This week, the real work begins for the Riverside Elementary School District Board of Education as board members enter the final stages of choosing a new superintendent. 

The entire school board will interview the six semifinalists for the position on three successive evenings beginning on Jan. 12. Each of the six semifinalists will appear before the board for about an hour or so. 

After the final interview on Thursday, Jan. 14 the board will choose three finalists to invite back for second interviews next week. The board does not anticipate naming a new superintendent, who would start on July 1, until its February board meeting, but will probably make its decision late this month. 

Hiring a superintendent is probably the most important decision that the school board members will make in their time on the board.

What kind of person is the school board looking for?

“We’re looking for a good, strong leader who is a strong communicator, good relationships with teachers, the administration, the press, and the board,” said school board member Randy Brockway. “All of those things are very important to us.”

Up until now the search for a new superintendent primarily has been handled by retired superintendents David Bonnette and Dennis Kelly, who were hired as consultants to lead the search, along with Co-Interim Superintendent Patrick Patt. 

Bonnette, Kelly and Patt reviewed and screened the 47 people who applied for the job and first narrowed the field to 11 candidates. Then Bonnette, Kelly and Patt, as a three-person group, met with and conducted informal interviews with all 11 promising candidates to narrow the field to six. 

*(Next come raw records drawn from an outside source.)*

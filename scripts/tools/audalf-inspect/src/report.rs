//! Builds the inspection report from the library's introspection API
//!
//! Only header-level queries are used unless entries were requested, so a
//! document with undecodable payloads still gets a header report.

use std::fmt;

use anyhow::{Context, Result};
use audalf::{
    entry_count, entry_offsets, format_version, is_audalf, is_map, key_type_tag, layout_of,
    total_byte_size, DocumentReader, PayloadLayout, TagFields, TypeTag, FORMAT_VERSION,
};

use crate::config::InspectorConfig;

#[derive(Debug)]
pub struct Report {
    pub header: Option<HeaderSummary>,
    pub entries: Option<EntryListing>,
}

#[derive(Debug)]
pub struct HeaderSummary {
    pub version: u32,
    pub byte_size: u64,
    pub buffer_len: usize,
    pub is_map: bool,
    pub entry_count: u64,
    /// `None` for sequences
    pub key_type: Option<KeyType>,
}

#[derive(Debug)]
pub struct KeyType {
    pub raw: u64,
    pub name: Option<&'static str>,
    pub fields: TagFields,
    /// Known only for catalogued tags
    pub layout: Option<PayloadLayout>,
}

#[derive(Debug)]
pub struct EntryListing {
    pub lines: Vec<EntryLine>,
    /// Entries past the configured limit
    pub omitted: usize,
}

#[derive(Debug, PartialEq)]
pub struct EntryLine {
    pub index: usize,
    pub offset: u64,
    pub key: String,
    pub value: String,
}

/// Inspect `bytes`; entry payloads are decoded only when `list_entries` is set
pub fn inspect(bytes: &[u8], list_entries: bool, config: &InspectorConfig) -> Result<Report> {
    if !is_audalf(bytes) {
        return Ok(Report {
            header: None,
            entries: None,
        });
    }

    let is_map = is_map(bytes).context("reading key type")?;
    let key_type = if is_map {
        let raw = key_type_tag(bytes).context("reading key type")?;
        let tag = TypeTag::from_raw(raw, 0).ok();
        Some(KeyType {
            raw,
            name: tag.map(TypeTag::name),
            fields: TagFields::from_raw(raw),
            layout: tag.and_then(|t| layout_of(t).ok()),
        })
    } else {
        None
    };

    let header = HeaderSummary {
        version: format_version(bytes).context("reading version")?,
        byte_size: total_byte_size(bytes).context("reading total size")?,
        buffer_len: bytes.len(),
        is_map,
        entry_count: entry_count(bytes).context("reading entry count")?,
        key_type,
    };

    let entries = if list_entries {
        Some(list(bytes, config)?)
    } else {
        None
    };

    Ok(Report {
        header: Some(header),
        entries,
    })
}

fn list(bytes: &[u8], config: &InspectorConfig) -> Result<EntryListing> {
    let offsets = entry_offsets(bytes).context("reading offset table")?;
    let reader = DocumentReader::with_settings(bytes, config.deserialization)
        .context("opening document for entry listing")?;

    let shown = offsets.len().min(config.max_entries);
    let lines = offsets
        .iter()
        .take(shown)
        .enumerate()
        .map(|(index, &offset)| {
            let entry = reader
                .entry_at(index)
                .with_context(|| format!("decoding entry {index} at offset {offset:#x}"))?;
            Ok(EntryLine {
                index,
                offset,
                key: entry.key.to_string(),
                value: entry.value.to_string(),
            })
        })
        .collect::<Result<Vec<_>>>()?;

    Ok(EntryListing {
        lines,
        omitted: offsets.len() - shown,
    })
}

impl fmt::Display for KeyType {
    fn fmt(&self, f: &mut fmt::Formatter<'_>) -> fmt::Result {
        write!(
            f,
            "{} {:#018x} (width class {}, array {}, category {})",
            self.name.unwrap_or("unknown"),
            self.raw,
            self.fields.width_class,
            if self.fields.is_array { "yes" } else { "no" },
            self.fields.category
        )?;
        match self.layout {
            Some(PayloadLayout::Fixed { width }) => write!(f, ", {width}-byte slot"),
            Some(PayloadLayout::LengthPrefixed { .. }) => write!(f, ", length-prefixed"),
            None => Ok(()),
        }
    }
}

impl fmt::Display for Report {
    fn fmt(&self, f: &mut fmt::Formatter<'_>) -> fmt::Result {
        let Some(header) = &self.header else {
            return writeln!(f, "Not an AUDALF input (incorrect magic)");
        };

        write!(f, "AUDALF input with version: {}", header.version)?;
        if header.version != FORMAT_VERSION {
            write!(f, " (unsupported, expected {FORMAT_VERSION})")?;
        }
        writeln!(f)?;

        write!(f, "Byte amount: {}", header.byte_size)?;
        if header.byte_size != header.buffer_len as u64 {
            write!(f, " (buffer holds {})", header.buffer_len)?;
        }
        writeln!(f)?;

        writeln!(f, "Is map: {}", header.is_map)?;
        writeln!(f, "Entry count: {}", header.entry_count)?;
        match &header.key_type {
            Some(key_type) => writeln!(f, "Key type: {key_type}")?,
            None => writeln!(f, "Key type: none (sequence)")?,
        }

        if let Some(listing) = &self.entries {
            writeln!(f, "Entries:")?;
            for line in &listing.lines {
                writeln!(
                    f,
                    "  [{}] @{:#06x}  {} => {}",
                    line.index, line.offset, line.key, line.value
                )?;
            }
            if listing.omitted > 0 {
                writeln!(f, "  ... {} more", listing.omitted)?;
            }
        }
        Ok(())
    }
}

#[cfg(test)]
mod tests {
    use super::*;
    use audalf::{encode_map, encode_sequence, SerializationSettings, ValueKind, ValueTypes};

    fn byte_sequence() -> Vec<u8> {
        encode_sequence([0u8, 1, 10, 100, 255], &SerializationSettings::default()).unwrap()
    }

    #[test]
    fn test_sequence_header_report() {
        let report = inspect(&byte_sequence(), false, &InspectorConfig::default()).unwrap();
        let header = report.header.as_ref().unwrap();
        assert_eq!(header.version, 1);
        assert_eq!(header.byte_size, 192);
        assert!(!header.is_map);
        assert_eq!(header.entry_count, 5);
        assert!(report.entries.is_none());

        let text = report.to_string();
        assert!(text.contains("AUDALF input with version: 1\n"));
        assert!(text.contains("Byte amount: 192\n"));
        assert!(text.contains("Is map: false"));
        assert!(text.contains("Key type: none (sequence)"));
    }

    #[test]
    fn test_map_report_with_entries() {
        let mut types = ValueTypes::new();
        types.insert("second", ValueKind::String);
        let bytes = encode_map(
            ValueKind::String,
            vec![("1", Some("is one")), ("second", None), ("emojis", Some("🐶🍦"))],
            &types,
            &SerializationSettings::default(),
        )
        .unwrap();

        let report = inspect(&bytes, true, &InspectorConfig::default()).unwrap();
        let text = report.to_string();
        assert!(text.contains("Is map: true"));
        assert!(text.contains("Key type: string (UTF-8) 0x0000000005000002"));
        assert!(text.contains("category 5), length-prefixed"));

        let lines = &report.entries.as_ref().unwrap().lines;
        assert_eq!(lines.len(), 3);
        assert_eq!(lines[0].key, "\"1\"");
        assert_eq!(lines[0].value, "\"is one\"");
        assert_eq!(lines[1].value, "null (string (UTF-8))");
        assert_eq!(lines[2].value, "\"🐶🍦\"");
    }

    #[test]
    fn test_entry_limit() {
        let config = InspectorConfig {
            max_entries: 2,
            ..InspectorConfig::default()
        };
        let report = inspect(&byte_sequence(), true, &config).unwrap();
        let listing = report.entries.as_ref().unwrap();
        assert_eq!(listing.lines.len(), 2);
        assert_eq!(listing.omitted, 3);
        assert_eq!(
            listing.lines[1],
            EntryLine {
                index: 1,
                offset: 0x60,
                key: "1".into(),
                value: "1".into(),
            }
        );
        assert!(report.to_string().contains("... 3 more"));
    }

    #[test]
    fn test_foreign_input() {
        let report = inspect(b"PK\x03\x04 not a document", true, &InspectorConfig::default()).unwrap();
        assert!(report.header.is_none());
        assert_eq!(report.to_string(), "Not an AUDALF input (incorrect magic)\n");
    }

    #[test]
    fn test_unknown_key_type_still_reports_header() {
        let mut bytes = byte_sequence();
        bytes[24..32].copy_from_slice(&0x0500_0003u64.to_le_bytes());

        let report = inspect(&bytes, false, &InspectorConfig::default()).unwrap();
        assert!(report.to_string().contains("Key type: unknown 0x0000000005000003"));

        // Listing needs a decodable key type
        assert!(inspect(&bytes, true, &InspectorConfig::default()).is_err());
    }
}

“Our objective from the very beginning was to give the board six really strong candidates, so making the decision would be very difficult for them. And I believe we accomplished that,” Patt said. 

Three of the six semifinalists are already superintendents, Bonnette said. The other three work as assistant superintendents. Four are men and two are women. Five of the six currently work in the Chicagoland area; one is from out of state. 

Five of the six have doctoral degrees, and the other semifinalist is working on a doctoral degree. Two of the six candidates also have certification to be a chief school business officer.

“We believe any one of them could step into the position and do the job the job in terms of what the expectations of the board are and the staff and community,” said Bonnette, who served as District 96 superintendent for 13 years from 1992 until 2005. “We feel that they really are all employable and could do the job and do it well.”

This week’s interviews with the six semifinalists and next week’s interviews with the three finalists will be conducted in closed session. The names of the candidates will not be released to the public. 

“Nowadays most searches are confidential, and the reason is obviously because these people all have jobs and we don’t want to in any way jeopardize their current position by the fact that they’re coming here and applying for this one,” said District 96 school board President Jeff Miller. 

Keeping the names of candidates private results in a better applicant pool, Bonnette said.

“We have a much broader field than would have been the case if this were a much more open process,” Bonnette said.

After difficult and controversial experiences with the last two superintendents, the District 96 board is under pressure to get this hire right. 

“Because of the past history, this is a very important decision,” Patt said.

No one on the school board has ever played a role in hiring a superintendent before, so this is a new experience for all the board members.

Five District 96 staff members will sit on the board’s interviews with the semifinalists and will fill out a form with open-ended questions to provide feedback to the board on the candidates. 

But the five staff members will not rank the candidates and, other than providing feedback, will not play a role in deciding whom to invite back for final interviews.

The staff members sitting in on the interviews and providing feedback will be Patt, Assistant Superintendent for Curriculum and Instruction Merryl Brownlow, Director of Special Education Pan Shaw, Ames School Principal Todd Gierman and Bill Howes, an elementary school music teacher and the president of the Riverside Education Council, the District 96 teachers’ union.

“It’s just getting a lot of different people to look at some things and maybe give some feedback to the board that other people didn’t pick up on,” Patt said.